### Problem
Write out the stretch of lines below that begins at the line with "else keeps its" and ends at the line with "pub struct RecordValues", including both, exactly as given and nothing more.

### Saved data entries
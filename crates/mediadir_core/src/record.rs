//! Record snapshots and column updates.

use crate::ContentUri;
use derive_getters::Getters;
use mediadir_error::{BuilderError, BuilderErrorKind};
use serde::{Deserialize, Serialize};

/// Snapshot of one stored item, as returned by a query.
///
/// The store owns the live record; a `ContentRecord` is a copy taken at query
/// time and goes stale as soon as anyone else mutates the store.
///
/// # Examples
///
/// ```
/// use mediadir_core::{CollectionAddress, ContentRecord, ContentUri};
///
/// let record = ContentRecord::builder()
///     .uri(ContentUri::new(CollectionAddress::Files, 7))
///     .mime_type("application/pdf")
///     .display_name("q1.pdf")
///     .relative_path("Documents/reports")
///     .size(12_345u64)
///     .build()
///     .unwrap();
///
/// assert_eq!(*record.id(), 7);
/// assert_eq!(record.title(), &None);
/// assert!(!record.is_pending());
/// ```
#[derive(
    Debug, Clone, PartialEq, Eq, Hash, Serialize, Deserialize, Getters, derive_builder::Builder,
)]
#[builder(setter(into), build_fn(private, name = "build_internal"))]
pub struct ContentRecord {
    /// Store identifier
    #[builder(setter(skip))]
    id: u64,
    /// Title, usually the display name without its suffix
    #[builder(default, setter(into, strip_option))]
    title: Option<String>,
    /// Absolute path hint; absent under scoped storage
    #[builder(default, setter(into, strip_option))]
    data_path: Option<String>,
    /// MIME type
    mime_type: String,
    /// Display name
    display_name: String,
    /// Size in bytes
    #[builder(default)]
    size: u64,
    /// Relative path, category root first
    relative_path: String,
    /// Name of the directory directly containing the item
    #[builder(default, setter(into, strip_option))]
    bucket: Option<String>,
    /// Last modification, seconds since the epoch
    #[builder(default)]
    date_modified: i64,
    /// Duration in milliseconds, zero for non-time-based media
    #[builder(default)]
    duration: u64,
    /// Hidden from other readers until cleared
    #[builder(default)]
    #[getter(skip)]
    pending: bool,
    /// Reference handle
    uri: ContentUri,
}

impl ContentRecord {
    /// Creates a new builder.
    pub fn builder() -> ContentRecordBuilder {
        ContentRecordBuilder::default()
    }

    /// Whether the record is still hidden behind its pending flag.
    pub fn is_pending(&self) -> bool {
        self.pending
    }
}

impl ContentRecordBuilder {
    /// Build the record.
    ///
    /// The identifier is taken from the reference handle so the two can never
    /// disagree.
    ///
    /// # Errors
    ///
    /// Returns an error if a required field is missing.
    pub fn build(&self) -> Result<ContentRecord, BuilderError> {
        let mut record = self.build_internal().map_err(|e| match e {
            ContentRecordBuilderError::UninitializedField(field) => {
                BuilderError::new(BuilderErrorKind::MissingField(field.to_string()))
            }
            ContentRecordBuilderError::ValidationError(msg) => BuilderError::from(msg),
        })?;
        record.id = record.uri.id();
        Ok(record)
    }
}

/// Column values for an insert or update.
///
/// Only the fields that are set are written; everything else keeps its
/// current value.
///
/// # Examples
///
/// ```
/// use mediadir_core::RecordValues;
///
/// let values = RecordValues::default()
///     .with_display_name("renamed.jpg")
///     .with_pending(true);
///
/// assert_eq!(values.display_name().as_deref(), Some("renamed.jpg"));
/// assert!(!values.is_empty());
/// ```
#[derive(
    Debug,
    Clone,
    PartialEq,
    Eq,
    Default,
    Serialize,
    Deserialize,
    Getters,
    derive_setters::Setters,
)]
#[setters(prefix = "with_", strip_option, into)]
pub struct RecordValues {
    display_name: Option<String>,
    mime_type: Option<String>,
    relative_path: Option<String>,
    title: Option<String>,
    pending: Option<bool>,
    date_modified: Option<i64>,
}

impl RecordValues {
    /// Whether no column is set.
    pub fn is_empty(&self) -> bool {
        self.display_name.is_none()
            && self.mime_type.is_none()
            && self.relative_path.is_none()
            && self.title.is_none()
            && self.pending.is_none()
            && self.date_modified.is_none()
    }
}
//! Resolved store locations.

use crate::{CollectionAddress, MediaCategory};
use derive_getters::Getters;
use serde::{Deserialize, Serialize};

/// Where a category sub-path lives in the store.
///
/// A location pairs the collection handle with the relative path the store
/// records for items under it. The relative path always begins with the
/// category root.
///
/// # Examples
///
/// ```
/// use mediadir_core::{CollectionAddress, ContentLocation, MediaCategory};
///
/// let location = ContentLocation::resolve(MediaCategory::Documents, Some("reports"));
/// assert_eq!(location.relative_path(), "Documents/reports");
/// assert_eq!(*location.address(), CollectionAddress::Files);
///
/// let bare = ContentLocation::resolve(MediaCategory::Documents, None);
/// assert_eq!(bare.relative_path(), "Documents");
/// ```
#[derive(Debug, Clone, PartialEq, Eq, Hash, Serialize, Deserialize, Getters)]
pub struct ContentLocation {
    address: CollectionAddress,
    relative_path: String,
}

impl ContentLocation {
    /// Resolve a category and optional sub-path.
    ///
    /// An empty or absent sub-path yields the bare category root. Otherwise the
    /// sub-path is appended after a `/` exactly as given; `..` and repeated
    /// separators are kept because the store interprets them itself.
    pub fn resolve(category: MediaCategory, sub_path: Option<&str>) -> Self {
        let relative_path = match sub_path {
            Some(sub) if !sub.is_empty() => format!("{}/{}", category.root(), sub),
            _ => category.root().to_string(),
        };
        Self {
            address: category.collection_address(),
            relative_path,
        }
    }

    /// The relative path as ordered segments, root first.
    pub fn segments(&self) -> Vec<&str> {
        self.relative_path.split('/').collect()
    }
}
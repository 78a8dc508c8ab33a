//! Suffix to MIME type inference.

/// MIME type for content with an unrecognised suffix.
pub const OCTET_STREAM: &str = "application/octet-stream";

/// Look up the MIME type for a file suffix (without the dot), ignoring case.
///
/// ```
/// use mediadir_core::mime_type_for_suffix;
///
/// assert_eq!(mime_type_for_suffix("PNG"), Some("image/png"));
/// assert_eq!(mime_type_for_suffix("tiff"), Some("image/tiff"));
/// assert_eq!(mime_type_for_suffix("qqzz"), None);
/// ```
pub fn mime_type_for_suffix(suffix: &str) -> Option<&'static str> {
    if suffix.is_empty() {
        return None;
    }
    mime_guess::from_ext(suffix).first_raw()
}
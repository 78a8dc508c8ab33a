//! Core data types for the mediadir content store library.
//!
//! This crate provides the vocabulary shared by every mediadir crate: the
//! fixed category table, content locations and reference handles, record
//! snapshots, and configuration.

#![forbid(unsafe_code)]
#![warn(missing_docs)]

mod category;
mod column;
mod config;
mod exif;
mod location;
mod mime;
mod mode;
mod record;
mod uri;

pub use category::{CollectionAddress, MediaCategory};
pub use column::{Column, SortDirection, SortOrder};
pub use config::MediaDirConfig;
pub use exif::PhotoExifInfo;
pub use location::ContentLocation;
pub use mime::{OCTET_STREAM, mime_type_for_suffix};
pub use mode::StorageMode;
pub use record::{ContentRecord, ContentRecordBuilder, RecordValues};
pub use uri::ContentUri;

### Solution below
/// Only the fields that are set are written; everything else keeps its
/// current value.
///
/// # Examples
///
/// ```
/// use mediadir_core::RecordValues;
///
/// let values = RecordValues::default()
///     .with_display_name("renamed.jpg")
///     .with_pending(true);
///
/// assert_eq!(values.display_name().as_deref(), Some("renamed.jpg"));
/// assert!(!values.is_empty());
/// ```
#[derive(
    Debug,
    Clone,
    PartialEq,
    Eq,
    Default,
    Serialize,
    Deserialize,
    Getters,
    derive_setters::Setters,
)]
#[setters(prefix = "with_", strip_option, into)]
pub struct RecordValues {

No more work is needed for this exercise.